M. Night Shyamalan has been on a downward spiral for years. After starting his career proper with The Sixth Sense and Unbreakable, things were looking good. Then came Signs and The Village – not offensively bad, but not great either. And then everything went tits up. Films like The Happening, The Last Airbender and After Earth followed. The world was not impressed. But then, hope flickered. Shyamalan directed the first episode of TV’s Wayward Pines and executively produced the series, which looked like maybe ol’ M. Night was on his way back. Then he brought us The Visit. Oh dear…


Out now on DVD & Blu-ray, The Visit is another jewel in M. Night’s crown – that is, if he is The Shit King and the jewels on his crown are pieces of faeces. The film is an extremely unoriginal found-footage tale about two unlikeable young kids spending a week with a pair of old nutters who claim to be their grandparents. Things gets weird, jump scares happen, it ends. The closing credits remind you this was ‘directed by M. Night Shyamalan’ and you’ll find it hard to believe.
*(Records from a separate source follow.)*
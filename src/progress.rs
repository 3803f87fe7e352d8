/// Share of `total` covered by `elapsed`, as a percentage in `[0, 100]`.
///
/// `total` must be positive; callers skip presentation entirely when there
/// is nothing to wait for.
pub fn percent_of(elapsed: f64, total: f64) -> f64 {
    debug_assert!(total > 0.0, "percent_of called without any wait time");
    (elapsed / total * 100.0).clamp(0.0, 100.0)
}

/// Frame of a non-looping sequence that matches `percent`.
pub fn frame_index_of(percent: f64, frame_count: usize) -> usize {
    if frame_count == 0 {
        return 0;
    }
    let last = (frame_count - 1) as f64;
    (percent / 100.0 * last).round().clamp(0.0, last) as usize
}

/// Elapsed wait time of one run.
///
/// Time is counted in whole ticks so repeated additions never drift below
/// the configured total.
#[derive(Debug, Clone)]
pub struct ProgressState {
    total_seconds: f64,
    tick_seconds: f64,
    ticks: u64,
}

impl ProgressState {
    pub fn new(total_seconds: f64, tick_seconds: f64) -> Self {
        Self { total_seconds, tick_seconds, ticks: 0 }
    }

    pub fn elapsed_seconds(&self) -> f64 {
        self.ticks as f64 * self.tick_seconds
    }

    pub fn percent(&self) -> f64 {
        if self.total_seconds > 0.0 {
            percent_of(self.elapsed_seconds(), self.total_seconds)
        } else {
            0.0
        }
    }

    /// Count one more tick and return the new percentage.
    pub fn advance(&mut self) -> f64 {
        self.ticks += 1;
        self.percent()
    }
}

#[cfg(test)]
mod tests {
    use super::*;

    #[test]
    fn test_percent_of() {
        assert_eq!(percent_of(5.0, 10.0), 50.0);
        assert_eq!(percent_of(0.0, 10.0), 0.0);
        assert_eq!(percent_of(10.0, 10.0), 100.0);
        assert_eq!(percent_of(15.0, 10.0), 100.0);
    }

    #[test]
    fn test_frame_index_of() {
        assert_eq!(frame_index_of(0.0, 5), 0);
        assert_eq!(frame_index_of(100.0, 5), 4);
        assert_eq!(frame_index_of(50.0, 5), 2);
        assert_eq!(frame_index_of(150.0, 5), 4);
        assert_eq!(frame_index_of(-10.0, 5), 0);
        assert_eq!(frame_index_of(42.0, 1), 0);
        assert_eq!(frame_index_of(42.0, 0), 0);
    }

    #[test]
    fn test_progress_state_reaches_total_exactly() {
        let mut state = ProgressState::new(2.0, 0.1);
        let mut last = 0.0;
        for _ in 0..20 {
            let percent = state.advance();
            assert!(percent >= last);
            assert!(percent <= 100.0);
            last = percent;
        }
        assert_eq!(last, 100.0);
        assert_eq!(state.elapsed_seconds(), 2.0);
    }

    #[test]
    fn test_progress_state_clamps_overshoot() {
        let mut state = ProgressState::new(0.25, 0.1);
        state.advance();
        state.advance();
        assert_eq!(state.advance(), 100.0);
    }
}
Yes, M. Night has made a lot of bad films recently but this has none of the hallmarks of a Shyamalan film, be it a bad one or otherwise. And if you’re the sort of person who likes to go into a film completely blind, stop reading now. Mild spoilers lie ahead...


So what makes this film feel so un-Shyamalan? Firstly, the film has no supernatural element. At all. Shyamalan is known for this, with films like The Sixth Sense and Lady in the Water but there’s nothing here to continue this trend. Secondly, it has no cameo from Shyamalan but that’s a blessing – somebody must’ve finally told him he can’t act. Thirdly, there’s no big twist. Sorry folks, there just isn’t. What little twist there is here I predicted within the first 10 minutes. No, The Visit is just a painfully ordinary run-of-the-mill found-footage horror which could’ve been made by anyone. Think Paranormal Activity without the Paranormal.

We spend almost the entire film at ‘Nana’ and ‘Pop Pop’s house with our two young heroes, Becca (Olivia DeJonge) and Tyler (Ed Oxenbould). Deanna Dunagan and Peter McRobbie put in decent performances as the mad old folks but DeJonge and Oxenbould are quite astoundingly bad as the youngsters. It’s hard to tell if this is down to their talent (or lack thereof), or Shyamalan’s dreadful screenplay. He makes these kids the most irritating and unlikeable protagonists I’ve seen in years, and when the old folks started getting more aggressive I was rooting for them! The found-footage format is built around the fact these kids are making a documentary about their mother’s childhood home and her parents, so get ready for a lot of talking to the camera about shit we do not care about. We’re here to see mad old people projectile vomit and chase children around. We’re certainly not here to watch obnoxious children address the camera with boring stories about their mum who they are far too obsessed with or their dad who ran away when they were young.

M. Night Shyamalan claims this is a ‘comedy horror’. But I get the impression he says that in the same way Tommy Wiseau says The Room is intentionally a comedy. It isn’t. It’s just so laughably bad that his only excuse is “well, it was supposed to be funny”. Even the film’s official poster makes no mention of this ‘comedy’ angle, and labels it ‘an original thriller’. Still, a box office of $97.1mil against a miniscule $5mil budget shows that people still eat this up. Critically, The Visit had rather mixed reviews and it would appear I am in a minority, along with Mark Kermode, who absolutely hated it. But I stand by that. It’s just bloody rubbish.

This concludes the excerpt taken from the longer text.